Não vislumbro, dado o caso concreto, que o recebimento da presente apelação somente no
efeito devolutivo acarrete prejuízo inaceitável à Autarquia, até porque ela é, nitidamente, a parte
mais forte da relação processual em discussão, além do caráter alimentar do benefício
pleiteado pela recorrida.
Passo à análise do mérito
A conversão de tempo de serviço deve obedecer, em cada período, às regras a seguir
expostas.
Inicialmente, a aposentadoria especial foi prevista pelo artigo 31 da Lei nº 3.807/60 (Lei
Orgânica da Previdência Social). Posteriormente, o artigo 26 do Decreto nº 77.077/76
(Consolidação das Leis da Previdência Social) manteve a previsão da aposentadoria
diferenciada em razão do grau de exposição da saúde do trabalhador, embora com
modificações. Esses dois diplomas deixaram a cargo do Poder Executivo a eleição das
atividades consideradas insalubres, penosas ou perigosas.
O Decreto n° 53.831/64 trouxe a lista de atividades especiais para efeitos previdenciários. Os
critérios para classificação eram dois: grupo profissional ou exposição a agentes nocivos. Esse
decreto foi revogado pelo Decreto n° 62.755/68 e revigorado pela Lei n° 5.527/68.
Anos depois, o Decreto nº 83.080/79 estabeleceu nova lista de atividades profissionais, agentes
físicos, químicos e biológicos presumidamente nocivos à saúde, para fins de aposentadoria
especial. Seu Anexo I, classificava as atividades de acordo com os agentes nocivos. O Anexo II,
trazia a classificação das atividades segundo os grupos profissionais.
Os decretos de 1964 e de 1979 vigeram concomitantemente. Assim, podem surgir situações de
conflito entre as disposições de um e de outro. Nesses casos, o conflito resolve-se pela
aplicação da regra favorável ao trabalhador.

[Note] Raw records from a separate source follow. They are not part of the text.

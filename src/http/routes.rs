//! HTTP transport - maps requests onto `QuestionService` calls.
//!
//! ## Routes
//!
//! - `GET /questions?tags=<filter>` — list, newest first, optional tag filter
//! - `POST /questions` — create (identity required), 201
//! - `GET /questions/:id` — one question with answers expanded
//! - `PUT /questions/:id` — partial update of title/content/tags
//! - `PATCH /questions/:id/solution` — mark an answer as the solution
//! - `DELETE /questions/:id` — delete the question and its answers
//! - `POST /questions/:id/upvote` — upvote (identity required)
//! - `POST /questions/:id/downvote` — downvote (identity required)
//! - `POST /questions/:id/removevote` — clear the caller's vote (identity required)
//! - `POST /questions/:id/answers` — answer a question (identity required), 201
//! - `GET /health` — health check returning `{ "ok": true }`
//!
//! Handlers stay thin: decode the body, read the forwarded identity where
//! the operation needs one, call the service, shape the confirmation.
//! Every failure funnels through the `IntoResponse` impl on
//! [`ServiceError`], so status mapping lives in exactly one place.
//!
//! Tags arrive on the wire as a comma-separated string (create, update) or
//! a substring filter (list); the split happens here, at the boundary, and
//! the service only ever sees the parsed sequence.

use std::sync::Arc;
use std::time::Duration;

use axum::extract::{Path, Query, State};
use axum::http::header::CONTENT_TYPE;
use axum::http::{HeaderMap, HeaderName, Method, StatusCode};
use axum::response::{IntoResponse, Response};
use axum::routing::{get, patch, post};
use axum::{Json, Router};
use serde::Deserialize;
use serde_json::{json, Value};
use tower_http::cors::CorsLayer;
use tower_http::timeout::TimeoutLayer;
use tracing::{error, info};

use crate::domain::views::{AnswerView, QuestionDetailView, QuestionView};
use crate::domain::Question;
use crate::service::{NewAnswer, NewQuestion, QuestionPatch, QuestionService, ServiceError};
use crate::store::DocumentStore;

use super::session::{identity_from_headers, USER_ID_HEADER};

impl IntoResponse for ServiceError {
    fn into_response(self) -> Response {
        let status = StatusCode::from_u16(self.status_code())
            .unwrap_or(StatusCode::INTERNAL_SERVER_ERROR);
        if status.is_server_error() {
            error!(error = %self, "request failed");
        }
        (status, Json(json!({ "error": self.to_string() }))).into_response()
    }
}

/// Build the application router over the given service.
pub fn router<S: DocumentStore + 'static>(
    service: Arc<QuestionService<S>>,
    request_timeout: Duration,
) -> Router {
    let cors = CorsLayer::new()
        .allow_methods([
            Method::GET,
            Method::POST,
            Method::PUT,
            Method::PATCH,
            Method::DELETE,
            Method::OPTIONS,
        ])
        .allow_headers([CONTENT_TYPE, HeaderName::from_static(USER_ID_HEADER)])
        .max_age(Duration::from_secs(60 * 60));

    Router::new()
        .route("/health", get(health_handler))
        .route("/questions", get(list_handler).post(create_handler))
        .route(
            "/questions/:id",
            get(get_handler).put(update_handler).delete(delete_handler),
        )
        .route("/questions/:id/solution", patch(solution_handler))
        .route("/questions/:id/upvote", post(upvote_handler))
        .route("/questions/:id/downvote", post(downvote_handler))
        .route("/questions/:id/removevote", post(remove_vote_handler))
        .route("/questions/:id/answers", post(add_answer_handler))
        .layer(cors)
        .layer(TimeoutLayer::new(request_timeout))
        .with_state(service)
}

/// Serve the router at the given address (e.g. `"0.0.0.0:8080"`) until
/// Ctrl+C or SIGTERM.
pub async fn serve<S: DocumentStore + 'static>(
    service: Arc<QuestionService<S>>,
    addr: &str,
    request_timeout: Duration,
) -> Result<(), std::io::Error> {
    let app = router(service, request_timeout);
    let listener = tokio::net::TcpListener::bind(addr).await?;
    info!("listening on {addr}");

    axum::serve(listener, app)
        .with_graceful_shutdown(shutdown_signal())
        .await
}

async fn shutdown_signal() {
    let ctrl_c = async {
        tokio::signal::ctrl_c()
            .await
            .expect("failed to install Ctrl+C handler");
        info!("received Ctrl+C, shutting down");
    };

    #[cfg(unix)]
    let terminate = async {
        tokio::signal::unix::signal(tokio::signal::unix::SignalKind::terminate())
            .expect("failed to install signal handler")
            .recv()
            .await;
        info!("received terminate signal, shutting down");
    };

    #[cfg(not(unix))]
    let terminate = std::future::pending::<()>();

    tokio::select! {
        _ = ctrl_c => {},
        _ = terminate => {},
    }
}

#[derive(Debug, Deserialize)]
struct ListParams {
    tags: Option<String>,
}

#[derive(Debug, Deserialize)]
#[serde(rename_all = "camelCase")]
struct CreateQuestionBody {
    title: String,
    content: String,
    /// Comma-separated, e.g. `"js,node"`.
    tags: Option<String>,
}

#[derive(Debug, Deserialize)]
#[serde(rename_all = "camelCase")]
struct UpdateQuestionBody {
    title: Option<String>,
    content: Option<String>,
    tags: Option<String>,
}

#[derive(Debug, Deserialize)]
#[serde(rename_all = "camelCase")]
struct SolutionBody {
    answer_id: String,
}

#[derive(Debug, Deserialize)]
struct AnswerBody {
    content: String,
}

/// `GET /health`
async fn health_handler() -> Json<Value> {
    Json(json!({ "ok": true }))
}

/// `GET /questions?tags=<filter>`
async fn list_handler<S: DocumentStore + 'static>(
    State(service): State<Arc<QuestionService<S>>>,
    Query(params): Query<ListParams>,
) -> Result<Json<Vec<QuestionView>>, ServiceError> {
    let questions = service.list(params.tags.as_deref())?;
    Ok(Json(questions))
}

/// `POST /questions`
async fn create_handler<S: DocumentStore + 'static>(
    State(service): State<Arc<QuestionService<S>>>,
    headers: HeaderMap,
    Json(body): Json<CreateQuestionBody>,
) -> Result<(StatusCode, Json<QuestionView>), ServiceError> {
    let identity = identity_from_headers(&headers)?;

    let new = NewQuestion {
        title: body.title,
        content: body.content,
        tags: body.tags.as_deref().map(Question::parse_tags),
    };
    let question = service.create(new, &identity.user_id)?;
    Ok((StatusCode::CREATED, Json(question)))
}

/// `GET /questions/:id`
async fn get_handler<S: DocumentStore + 'static>(
    State(service): State<Arc<QuestionService<S>>>,
    Path(id): Path<String>,
) -> Result<Json<QuestionDetailView>, ServiceError> {
    let question = service.get(&id)?;
    Ok(Json(question))
}

/// `PUT /questions/:id`
async fn update_handler<S: DocumentStore + 'static>(
    State(service): State<Arc<QuestionService<S>>>,
    Path(id): Path<String>,
    Json(body): Json<UpdateQuestionBody>,
) -> Result<Json<QuestionView>, ServiceError> {
    let patch = QuestionPatch {
        title: body.title,
        content: body.content,
        tags: body.tags.as_deref().map(Question::parse_tags),
    };
    let question = service.update(&id, patch)?;
    Ok(Json(question))
}

/// `PATCH /questions/:id/solution`
async fn solution_handler<S: DocumentStore + 'static>(
    State(service): State<Arc<QuestionService<S>>>,
    Path(id): Path<String>,
    Json(body): Json<SolutionBody>,
) -> Result<Json<Value>, ServiceError> {
    let data = service.mark_solution(&id, &body.answer_id)?;
    Ok(Json(json!({ "message": "solution selected", "data": data })))
}

/// `DELETE /questions/:id`
async fn delete_handler<S: DocumentStore + 'static>(
    State(service): State<Arc<QuestionService<S>>>,
    Path(id): Path<String>,
) -> Result<Json<Value>, ServiceError> {
    service.delete(&id)?;
    Ok(Json(json!({ "message": "question deleted" })))
}

/// `POST /questions/:id/upvote`
async fn upvote_handler<S: DocumentStore + 'static>(
    State(service): State<Arc<QuestionService<S>>>,
    Path(id): Path<String>,
    headers: HeaderMap,
) -> Result<Json<Value>, ServiceError> {
    let identity = identity_from_headers(&headers)?;
    service.upvote(&id, &identity.user_id)?;
    Ok(Json(json!({ "message": "upvote recorded" })))
}

/// `POST /questions/:id/downvote`
async fn downvote_handler<S: DocumentStore + 'static>(
    State(service): State<Arc<QuestionService<S>>>,
    Path(id): Path<String>,
    headers: HeaderMap,
) -> Result<Json<Value>, ServiceError> {
    let identity = identity_from_headers(&headers)?;
    let update = service.downvote(&id, &identity.user_id)?;
    Ok(Json(json!({ "update": update, "message": "downvote recorded" })))
}

/// `POST /questions/:id/removevote`
async fn remove_vote_handler<S: DocumentStore + 'static>(
    State(service): State<Arc<QuestionService<S>>>,
    Path(id): Path<String>,
    headers: HeaderMap,
) -> Result<Json<Value>, ServiceError> {
    let identity = identity_from_headers(&headers)?;
    let update = service.remove_vote(&id, &identity.user_id)?;
    Ok(Json(json!({ "update": update, "message": "vote removed" })))
}

/// `POST /questions/:id/answers`
async fn add_answer_handler<S: DocumentStore + 'static>(
    State(service): State<Arc<QuestionService<S>>>,
    Path(id): Path<String>,
    headers: HeaderMap,
    Json(body): Json<AnswerBody>,
) -> Result<(StatusCode, Json<AnswerView>), ServiceError> {
    let identity = identity_from_headers(&headers)?;

    let answer = service.add_answer(
        &id,
        NewAnswer {
            content: body.content,
        },
        &identity.user_id,
    )?;
    Ok((StatusCode::CREATED, Json(answer)))
}
//! DocumentStore - Abstract CRUD storage for documents.

use super::{Document, StoreError};

/// Abstract CRUD storage for documents.
///
/// Method shapes mirror a document-database client: lookups return `Option`
/// rather than erroring on a missing id, the `update*` methods apply a
/// mutation and hand back the updated document (`None` when nothing matched,
/// mutation not applied), and `remove_where` reports how many documents it
/// deleted.
///
/// Implementations must serialize individual document writes: a mutation
/// passed to `update`/`update_where` runs against a consistent snapshot of
/// one document with no concurrent writer. Nothing is guaranteed *across*
/// calls; multi-call sequences in the service layer interleave freely.
pub trait DocumentStore: Send + Sync {
    /// Insert a new document. Fails if the id already exists.
    fn insert<D: Document>(&self, doc: &D) -> Result<(), StoreError>;

    /// Get a document by id. Returns None if not found.
    fn get<D: Document>(&self, id: &str) -> Result<Option<D>, StoreError>;

    /// Find all documents matching a predicate. Order is unspecified.
    fn find<D: Document>(&self, predicate: &dyn Fn(&D) -> bool) -> Result<Vec<D>, StoreError>;

    /// Find the first document matching a predicate.
    fn find_one<D: Document>(
        &self,
        predicate: &dyn Fn(&D) -> bool,
    ) -> Result<Option<D>, StoreError>;

    /// Apply a mutation to the document with this id and return the updated
    /// document. Returns None (and applies nothing) when the id does not
    /// resolve.
    fn update<D: Document>(
        &self,
        id: &str,
        apply: &dyn Fn(&mut D),
    ) -> Result<Option<D>, StoreError>;

    /// Apply a mutation to the first document matching a predicate and return
    /// the updated document. Returns None (and applies nothing) when nothing
    /// matches.
    fn update_where<D: Document>(
        &self,
        predicate: &dyn Fn(&D) -> bool,
        apply: &dyn Fn(&mut D),
    ) -> Result<Option<D>, StoreError>;

    /// Delete a document by id, returning it. Returns None if it was absent.
    fn remove<D: Document>(&self, id: &str) -> Result<Option<D>, StoreError>;

    /// Delete every document matching a predicate, returning how many were
    /// removed.
    fn remove_where<D: Document>(&self, predicate: &dyn Fn(&D) -> bool)
        -> Result<usize, StoreError>;
}
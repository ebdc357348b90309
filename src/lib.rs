//! Q&A forum backend: questions, answers, votes and solutions, served over
//! HTTP and stored in a pluggable document store.

pub mod config;
pub mod domain;
pub mod http;
pub mod service;
pub mod store;

pub use config::Config;
pub use service::{NewAnswer, NewQuestion, QuestionPatch, QuestionService, ServiceError};
pub use store::{Document, DocumentStore, InMemoryStore, StoreError};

A Lei nº 8.213/91, artigo 57, parágrafo 4º, manteve o duplo critério de caracterização de
atividades especiais, com regulamentação a cargo do Poder Executivo. Apesar das inovações
trazidas por essa lei, os anexos aos Decretos nº 53.831/64 e 83.080/79 continuaram em vigor,
por força dos artigos 295 do Decreto nº 357/91 e 292 do Decreto nº 611/92, ambos com
conteúdo idêntico.
A Lei 9.032, de 28.04.1995, alterou a redação do artigo 57, parágrafo 4º, da Lei nº 8.213/91. O
novo dispositivo deixou de prever a atividade especial em razão do grupo profissional,
mantendo apenas o critério de exposição a agentes agressivos. A intenção do legislador era
extinguir a aposentadoria especial pelo critério do grupo profissional.
Observe-se que a validade dos decretos acima mencionados não advinha apenas do artigo 57,
da Lei nº 8.213/91, mas também de seus artigos 58 e 152, os quais vigoraram com suas
redações originais até a entrada em vigor da Lei nº 9.528, de 10.12.1997. A manutenção
desses dois artigos dá margem à tese de que a conversão de atividade especial em comum,
por grupo profissional, foi possível mesmo após 28.04.1995. Nota-se, entretanto que as
espécies de aposentadoria especial estavam no artigo 57 da lei, e não nos artigos 58 e 152.
Desse modo, concluo que a conversão de atividade especial em razão do grupo profissional só
pode ser feita até 28.04.1995.
O Decreto nº 2.172, de 05.03.1997, anexo IV, estabeleceu novo quadro de agentes nocivos
para a caracterização da atividade especial. Seu artigo 261 expressamente revogou os anexos
ao Decreto nº 83.080/79. A revogação do Decreto nº 53.831/64 foi tácita. Por fim, o quadro de
agentes nocivos do Decreto nº 2.172/97 foi revogado pelo Decreto nº 3.048/99.
Em 28.05.1998, a Medida Provisória nº 1.663-10, artigo 28, limitou a conversão de tempo de
atividade especial em comum até a data de sua edição e revogou o parágrafo 5º, do artigo 57,
da Lei nº 8.213/91. Essa Medida Provisória foi convertida, com alterações, na Lei nº 9.711, de
20.11.1998. Uma das mudanças mais importantes entre o texto da medida provisória e o texto
da lei foi a manutenção do § 5º, do artigo 57, da Lei nº 8.213/91, admitindo a conversão do
tempo especial em comum sem limitação temporal.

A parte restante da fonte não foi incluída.